Największy problem mam z nazewnictwem. W polskiej tradycji kulinarnej przetwory zalane solanką i sfermentowane to kiszonki ( kwaszonki). Przetwory w zalewie octowej to marynaty. A jak nazwać taki rodzaj , w którym używa się octu, ale pozwala produktowi skisnąć, sfermentować?
Na określenie takich wyrobów przyswoiłam słowo turszija.
Wikipedia sprawę opisuje tak: Torshi (Persian/Arabic: ترشى torshi ; Turkish: turşu; Greek: τουρσί toursi ; Bulgarian: туршия turshiya ; Serbian, Croatian, Bosnian: turšija) są to marynowane warzywa w kuchniach Bałkanów i Środkowego Wschodu. Słowo torshi pochodzi od perskiego torsh, co znaczy ‘kwaśny”’.

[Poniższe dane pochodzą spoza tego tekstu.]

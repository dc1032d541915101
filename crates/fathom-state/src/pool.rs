//! Append-only value pool
//!
//! Datastates never embed values. They bind variable identifiers to
//! [`PoolRef`]s handed out by the pool, so taking a snapshot costs one entry
//! per changed variable regardless of how large the values are.

use crate::{PoolRef, Value};
use indexmap::IndexMap;
use serde::{Deserialize, Serialize};

/// Append-only content store keyed by [`PoolRef`]
#[derive(Debug, Clone, Default, Serialize, Deserialize)]
pub struct DataPool {
    values: IndexMap<PoolRef, Value>,
    next_ref: u64,
}

impl DataPool {
    /// Create an empty pool
    pub fn new() -> Self {
        Self::default()
    }

    /// Store a value and return its reference
    pub fn put(&mut self, value: impl Into<Value>) -> PoolRef {
        let pool_ref = PoolRef::new(self.next_ref);
        self.next_ref += 1;
        self.values.insert(pool_ref, value.into());
        pool_ref
    }

    /// Resolve a reference
    pub fn get(&self, pool_ref: PoolRef) -> Option<&Value> {
        self.values.get(&pool_ref)
    }

    /// Check if a reference is stored
    pub fn contains(&self, pool_ref: PoolRef) -> bool {
        self.values.contains_key(&pool_ref)
    }

    /// Number of stored values
    pub fn len(&self) -> usize {
        self.values.len()
    }

    /// Check if the pool is empty
    pub fn is_empty(&self) -> bool {
        self.values.is_empty()
    }
}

Więcej szczegółów tutaj : http://en.wikipedia.org/wiki/Tursu
Zaczęło się od przypadkowej opowieści o wrażeniach z Bałkanów, gdzie wspomniano ów smakołyk. Potem oczywiście buszowanie w internecie, eliminacja receptur i w końcu trzy różne zalewy ( i różne wsady) stanęły na kuchennym parapecie.

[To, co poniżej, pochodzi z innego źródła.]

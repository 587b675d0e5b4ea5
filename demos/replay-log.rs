//! Replays a small hard-coded edit history through a [`State`] and prints
//! the resulting document. A stand-in for a real transport: in production
//! these requests would arrive over the network, not be built in `main`.

use infinote_ot::{Buffer, Operation, Request, State, UserId, Vector};
use tracing_subscriber::EnvFilter;

fn main() {
    tracing_subscriber::fmt().with_env_filter(EnvFilter::from_default_env()).init();

    let mut state = State::new();
    let alice = UserId(1);
    let bob = UserId(2);

    let alice_insert =
        Request::do_request(alice, Vector::new(), Operation::insert(0, Buffer::from_text(alice, "hello")));
    state.execute(Some(alice_insert)).expect("alice's insert is causally ready");

    let bob_insert = Request::do_request(
        bob,
        Vector::new().incr(alice, 1),
        Operation::insert(5, Buffer::from_text(bob, "!")),
    );
    state.execute(Some(bob_insert)).expect("bob's insert is causally ready");

    println!("document: {}", state.buffer().to_text());
    println!("vector:   {}", state.vector());
}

Bajecznie kolorowa ‘Turszija carska’, zdumiewająca składem ‘torsi’ irańska i nagle a niespodziewanie koreańskie ‘pickled vegetables’.

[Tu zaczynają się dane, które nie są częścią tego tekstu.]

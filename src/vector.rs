use std::collections::BTreeMap;
use std::fmt::{self, Debug, Display};
use std::str::FromStr;

#[cfg(feature = "serde")]
use serde::{Deserialize, Serialize};
use thiserror::Error;

use crate::user_id::UserId;

/// Error produced when parsing the canonical `"u1:n1;u2:n2"` vector grammar.
#[derive(Error, Debug, Clone, PartialEq)]
pub enum VectorParseError {
    #[error("malformed vector component `{0}`, expected `user:count`")]
    MalformedComponent(String),

    #[error("invalid user id in component `{0}`")]
    InvalidUser(String),

    #[error("invalid count in component `{0}`")]
    InvalidCount(String),
}

/// A logical clock: one monotonically increasing counter per user.
///
/// A user absent from the map reads as `0`; zero-valued entries are
/// semantically absent and are never stored, so two vectors with the same
/// observable components compare structurally equal.
#[cfg_attr(feature = "serde", derive(Serialize, Deserialize))]
#[derive(Clone, PartialEq, Eq, Hash, Default)]
pub struct Vector(BTreeMap<UserId, u64>);

impl Vector {
    #[must_use]
    pub fn new() -> Self { Self::default() }

    /// Reads a user's component, defaulting to 0 when absent.
    #[must_use]
    pub fn get(&self, user: UserId) -> u64 { self.0.get(&user).copied().unwrap_or(0) }

    /// Returns the users with a non-zero component, sorted ascending by id.
    #[must_use]
    pub fn users(&self) -> impl Iterator<Item = UserId> + '_ { self.0.keys().copied() }

    /// Returns a new vector with `user`'s component adjusted by `by`.
    ///
    /// Panics in debug builds if the adjustment would make a component
    /// negative; that indicates a caller bug, not a recoverable error.
    #[must_use]
    pub fn incr(&self, user: UserId, by: i64) -> Self {
        let current = self.get(user) as i64;
        let updated = current + by;
        debug_assert!(updated >= 0, "vector component for {user} would go negative");
        let updated = updated.max(0) as u64;

        let mut map = self.0.clone();
        if updated == 0 {
            map.remove(&user);
        } else {
            map.insert(user, updated);
        }
        Vector(map)
    }

    /// Componentwise sum.
    #[must_use]
    pub fn add(&self, other: &Vector) -> Self {
        let mut result = self.clone();
        for user in other.users() {
            result = result.incr(user, other.get(user) as i64);
        }
        result
    }

    /// `true` iff `self[u] <= other[u]` for every user `u`.
    #[must_use]
    pub fn causally_before(&self, other: &Vector) -> bool {
        self.0.keys().chain(other.0.keys()).all(|&user| self.get(user) <= other.get(user))
    }

    #[must_use]
    pub fn equals(&self, other: &Vector) -> bool {
        self.causally_before(other) && other.causally_before(self)
    }

    /// Componentwise max; the join of the causal-order lattice.
    #[must_use]
    pub fn least_common_successor(a: &Vector, b: &Vector) -> Self {
        let mut result = Vector::new();
        for &user in a.0.keys().chain(b.0.keys()) {
            let max = a.get(user).max(b.get(user));
            if max > 0 {
                result.0.insert(user, max);
            }
        }
        result
    }
}

impl Display for Vector {
    fn fmt(&self, f: &mut fmt::Formatter<'_>) -> fmt::Result {
        let mut first = true;
        for (user, count) in &self.0 {
            if !first {
                write!(f, ";")?;
            }
            write!(f, "{user}:{count}")?;
            first = false;
        }
        Ok(())
    }
}

impl Debug for Vector {
    fn fmt(&self, f: &mut fmt::Formatter<'_>) -> fmt::Result { write!(f, "Vector({self})") }
}

impl FromStr for Vector {
    type Err = VectorParseError;

    fn from_str(s: &str) -> Result<Self, Self::Err> {
        let mut map = BTreeMap::new();
        let trimmed = s.trim();
        if trimmed.is_empty() {
            return Ok(Vector(map));
        }

        for component in trimmed.split(';') {
            let (user_part, count_part) = component
                .split_once(':')
                .ok_or_else(|| VectorParseError::MalformedComponent(component.to_owned()))?;

            let user: UserId = user_part
                .parse()
                .map_err(|_| VectorParseError::InvalidUser(component.to_owned()))?;
            let count: u64 = count_part
                .parse()
                .map_err(|_| VectorParseError::InvalidCount(component.to_owned()))?;

            if count > 0 {
                map.insert(user, count);
            }
        }

        Ok(Vector(map))
    }
}

#[cfg(test)]
mod tests {
    use pretty_assertions::assert_eq;
    use test_case::test_case;

    use super::*;

    #[test]
    fn incr_is_additive() {
        let v = Vector::new().incr(UserId(1), 2).incr(UserId(1), 3);
        assert_eq!(v.get(UserId(1)), 5);
    }

    #[test]
    fn causally_before_is_reflexive() {
        let v = Vector::new().incr(UserId(1), 4);
        assert!(v.causally_before(&v));
    }

    #[test]
    fn equals_requires_mutual_causal_order() {
        let a = Vector::new().incr(UserId(1), 1).incr(UserId(2), 2);
        let b = Vector::new().incr(UserId(2), 2).incr(UserId(1), 1);
        assert!(a.equals(&b));

        let c = a.incr(UserId(1), 1);
        assert!(!a.equals(&c));
        assert!(a.causally_before(&c));
    }

    #[test]
    fn least_common_successor_is_componentwise_max() {
        let a = Vector::new().incr(UserId(1), 5).incr(UserId(2), 1);
        let b = Vector::new().incr(UserId(1), 2).incr(UserId(2), 7);
        let lcs = Vector::least_common_successor(&a, &b);
        assert_eq!(lcs.get(UserId(1)), 5);
        assert_eq!(lcs.get(UserId(2)), 7);
    }

    #[test_case("1:2;3:4", &[(1, 2), (3, 4)])]
    #[test_case("", &[])]
    #[test_case("7:1", &[(7, 1)])]
    fn parses_canonical_form(input: &str, expected: &[(u64, u64)]) {
        let vector: Vector = input.parse().unwrap();
        for &(user, count) in expected {
            assert_eq!(vector.get(UserId(user)), count);
        }
    }

    #[test]
    fn round_trips_through_display() {
        let v = Vector::new().incr(UserId(3), 4).incr(UserId(1), 2);
        let printed = v.to_string();
        assert_eq!(printed, "1:2;3:4");
        let parsed: Vector = printed.parse().unwrap();
        assert!(parsed.equals(&v));
    }

    #[test]
    fn rejects_malformed_component() {
        assert!("1-2".parse::<Vector>().is_err());
        assert!("x:2".parse::<Vector>().is_err());
        assert!("1:y".parse::<Vector>().is_err());
    }
}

Najporęczniej było z tursziją koreańską: wg oryginalnego przepisu http://wn.com/pickled_veggies do słoja szły ogórki, cebula i papryka jalapeno. Tej ostatniej nie uświadczysz na polskim targowisku, więc dałam skrawek chili pamiętając, ze niekoniecznie kocham bardzo ostre jedzenie. Do słoja włożyłam ogórki gruntowe, nieduże cebule przekrojone na 4 cześci,a eksperymentalnie dołożyłam różyczki kalafiora i brokuła, kawałki słodkiej papryki, ćwiartki zielonego pomidora i wspomniany skrawek chili. Do garnka wlałam składniki zalewy i zagotowałam.
Zalewa na słój 2,5 l
500 ml wody
250 ml sosu sojowego
170 g cukru
170 ml octu jabłkowego 6%
Słój pozostawiony na słonecznym oknie kuchennym ( oczywiście codziennie próbowałam!) po paru dniach zaczął hałasować. TAK! Fermentująca zawartość wypuszczała bąbelki gwałtownie poszukujące ujścia spod pokrywkiJ I oto miałam coś na kształt małosolnych, chrupiących warzyw o wschodnim rodowodzie. Bardzo mi podeszło! Tak bardzo, ze po paru tygodniach nastawiłam następną porcję.
Za zimno się zrobiło i już nie ruszała naturalna fermentacja. Wspomogłam ją odrobiną ( tyle co łepek od szpilki) drożdży i poooszło!
Rozochocona użyłam paru kawałków ogórka i cebuli do sałatki ziemniaczanej, mieszając majonez z zalewą jak przepis nakazuje. Znakomite, oryginalne połączenie. Niby klasyka, a smakuje zupełnie inaczej!.